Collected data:
---
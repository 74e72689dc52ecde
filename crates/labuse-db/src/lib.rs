//! Result cache for computed occupancy timelines.
//!
//! Building a timeline is deterministic in its inputs, so a finished
//! [`Timeline`] can be stored under a fingerprint of the sessions, the area
//! registry and the grid parameters, and reused by later runs over the same
//! dataset. The cache is a pure memoization layer: a miss only costs a
//! recomputation.
//!
//! # Thread Safety
//!
//! The [`Database`] type wraps a `rusqlite::Connection`, which is `Send` but not `Sync`.
//! A `Database` instance can be moved between threads but cannot be shared
//! across threads without external synchronization.
//!
//! # Invalidation
//!
//! Any change to the input changes the fingerprint, so stale entries are never
//! served. Entries written by an older payload layout carry an older
//! `schema_version` and are treated as misses.
//!
//! Entries are never replaced by newer inputs, only added, so callers bound
//! the table with [`Database::prune`].

use std::path::Path;

use chrono::{DateTime, SecondsFormat, Utc};
use labuse_core::{AreaRegistry, MinuteGrid, Session, Timeline};
use rusqlite::{Connection, OptionalExtension, params};
use serde::Serialize;
use thiserror::Error;
use uuid::Uuid;

/// Version of the stored payload layout.
const PAYLOAD_SCHEMA_VERSION: i64 = 2;

/// Database errors.
#[derive(Debug, Error)]
pub enum DbError {
    /// An error from the underlying database.
    #[error("sqlite error: {0}")]
    Sqlite(#[from] rusqlite::Error),
    /// Failed to serialize cache input or payload.
    #[error("serialization error: {0}")]
    Serialize(#[from] serde_json::Error),
    /// Failed to parse a stored timestamp.
    #[error("invalid timestamp for cache entry {key}: {timestamp}")]
    TimestampParse {
        key: String,
        timestamp: String,
        #[source]
        source: chrono::ParseError,
    },
}

/// Content fingerprint of one engine input.
#[derive(Debug, Clone, PartialEq, Eq, Hash)]
pub struct CacheKey(String);

impl CacheKey {
    pub fn as_str(&self) -> &str {
        &self.0
    }
}

impl std::fmt::Display for CacheKey {
    fn fmt(&self, f: &mut std::fmt::Formatter<'_>) -> std::fmt::Result {
        f.write_str(&self.0)
    }
}

#[derive(Serialize)]
struct FingerprintInput<'a> {
    version: i64,
    sessions: Vec<&'a Session>,
    registry: &'a AreaRegistry,
    grid: Option<&'a MinuteGrid>,
}

/// Fingerprints the engine input.
///
/// Session order does not affect the timeline, so it does not affect the key
/// either. `grid` is the caller-supplied grid, or `None` when the grid is
/// derived from the sessions.
pub fn fingerprint(
    sessions: &[Session],
    registry: &AreaRegistry,
    grid: Option<&MinuteGrid>,
) -> Result<CacheKey, DbError> {
    let mut sorted: Vec<&Session> = sessions.iter().collect();
    sorted.sort_by(|a, b| {
        (a.area(), a.start(), a.duration_minutes()).cmp(&(
            b.area(),
            b.start(),
            b.duration_minutes(),
        ))
    });

    let input = FingerprintInput {
        version: PAYLOAD_SCHEMA_VERSION,
        sessions: sorted,
        registry,
        grid,
    };
    let bytes = serde_json::to_vec(&input)?;
    Ok(CacheKey(
        Uuid::new_v5(&Uuid::NAMESPACE_OID, &bytes).to_string(),
    ))
}

/// Summary of the cache contents.
#[derive(Debug, Clone, PartialEq, Eq)]
pub struct CacheStats {
    pub entries: usize,
    pub payload_bytes: u64,
    pub oldest: Option<DateTime<Utc>>,
    pub newest: Option<DateTime<Utc>>,
}

/// Database connection wrapper.
///
/// See the [module documentation](self) for thread safety considerations.
pub struct Database {
    conn: Connection,
}

impl Database {
    /// Opens a database at the given path, creating it if necessary.
    ///
    /// The database schema is automatically initialized on first open.
    pub fn open(path: &Path) -> Result<Self, DbError> {
        let conn = Connection::open(path)?;
        let db = Self { conn };
        db.init()?;
        Ok(db)
    }

    /// Opens an in-memory database.
    ///
    /// Useful for testing. The database is destroyed when the connection closes.
    pub fn open_in_memory() -> Result<Self, DbError> {
        let conn = Connection::open_in_memory()?;
        let db = Self { conn };
        db.init()?;
        Ok(db)
    }

    /// Initializes the database schema.
    ///
    /// This is idempotent - safe to call on an already-initialized database.
    fn init(&self) -> Result<(), DbError> {
        self.conn.execute_batch(
            "
            -- key: v5 UUID fingerprint of sessions, registry and grid
            -- created_at: ISO 8601 format (e.g., '2024-01-15T10:30:00.000Z')
            -- payload: JSON-serialized timeline
            CREATE TABLE IF NOT EXISTS timeline_cache (
                key TEXT PRIMARY KEY,
                schema_version INTEGER NOT NULL,
                created_at TEXT NOT NULL,
                session_count INTEGER NOT NULL,
                payload TEXT NOT NULL
            );

            CREATE INDEX IF NOT EXISTS idx_timeline_cache_created ON timeline_cache(created_at);
            ",
        )?;
        Ok(())
    }

    /// Looks up a cached timeline.
    ///
    /// Entries from another payload version, or that no longer decode, are
    /// reported as misses.
    pub fn get_timeline(&self, key: &CacheKey) -> Result<Option<Timeline>, DbError> {
        let row: Option<(i64, String)> = self
            .conn
            .query_row(
                "SELECT schema_version, payload FROM timeline_cache WHERE key = ?",
                params![key.as_str()],
                |row| Ok((row.get(0)?, row.get(1)?)),
            )
            .optional()?;

        let Some((version, payload)) = row else {
            tracing::debug!(%key, "timeline cache miss");
            return Ok(None);
        };

        if version != PAYLOAD_SCHEMA_VERSION {
            tracing::debug!(%key, version, "ignoring cache entry from another schema version");
            return Ok(None);
        }

        match serde_json::from_str(&payload) {
            Ok(timeline) => {
                tracing::debug!(%key, "timeline cache hit");
                Ok(Some(timeline))
            }
            Err(e) => {
                tracing::warn!(%key, error = %e, "ignoring undecodable cache entry");
                Ok(None)
            }
        }
    }

    /// Stores a timeline, replacing any entry under the same key.
    pub fn put_timeline(
        &mut self,
        key: &CacheKey,
        timeline: &Timeline,
        session_count: usize,
    ) -> Result<(), DbError> {
        let payload = serde_json::to_string(timeline)?;
        let session_count = i64::try_from(session_count).unwrap_or(i64::MAX);
        self.conn.execute(
            "
            INSERT OR REPLACE INTO timeline_cache
            (key, schema_version, created_at, session_count, payload)
            VALUES (?, ?, ?, ?, ?)
            ",
            params![
                key.as_str(),
                PAYLOAD_SCHEMA_VERSION,
                format_timestamp(Utc::now()),
                session_count,
                payload,
            ],
        )?;
        tracing::debug!(%key, bytes = payload.len(), "stored timeline in cache");
        Ok(())
    }

    /// Removes every entry. Returns the number removed.
    pub fn clear(&mut self) -> Result<usize, DbError> {
        Ok(self.conn.execute("DELETE FROM timeline_cache", [])?)
    }

    /// Drops all but the `keep` most recently written entries. Returns the
    /// number removed.
    pub fn prune(&mut self, keep: usize) -> Result<usize, DbError> {
        let keep = i64::try_from(keep).unwrap_or(i64::MAX);
        let removed = self.conn.execute(
            "
            DELETE FROM timeline_cache
            WHERE rowid NOT IN (
                SELECT rowid FROM timeline_cache
                ORDER BY created_at DESC, rowid DESC
                LIMIT ?
            )
            ",
            params![keep],
        )?;
        if removed > 0 {
            tracing::debug!(removed, keep, "pruned timeline cache");
        }
        Ok(removed)
    }

    pub fn stats(&self) -> Result<CacheStats, DbError> {
        let (entries, payload_bytes, oldest, newest): (i64, i64, Option<String>, Option<String>) =
            self.conn.query_row(
                "
                SELECT COUNT(*), COALESCE(SUM(LENGTH(payload)), 0), MIN(created_at), MAX(created_at)
                FROM timeline_cache
                ",
                [],
                |row| Ok((row.get(0)?, row.get(1)?, row.get(2)?, row.get(3)?)),
            )?;

        Ok(CacheStats {
            entries: usize::try_from(entries).unwrap_or(0),
            payload_bytes: u64::try_from(payload_bytes).unwrap_or(0),
            oldest: oldest.map(|t| parse_timestamp(&t, "oldest")).transpose()?,
            newest: newest.map(|t| parse_timestamp(&t, "newest")).transpose()?,
        })
    }
}

fn parse_timestamp(timestamp: &str, key: &str) -> Result<DateTime<Utc>, DbError> {
    DateTime::parse_from_rfc3339(timestamp)
        .map(|parsed| parsed.with_timezone(&Utc))
        .map_err(|source| DbError::TimestampParse {
            key: key.to_string(),
            timestamp: timestamp.to_string(),
            source,
        })
}

fn format_timestamp(timestamp: DateTime<Utc>) -> String {
    timestamp.to_rfc3339_opts(SecondsFormat::Millis, true)
}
---
- _Exercise_
Could you tally the lines in these records that contain the word "engine" and give only the result?

- _Result of the exercise_
2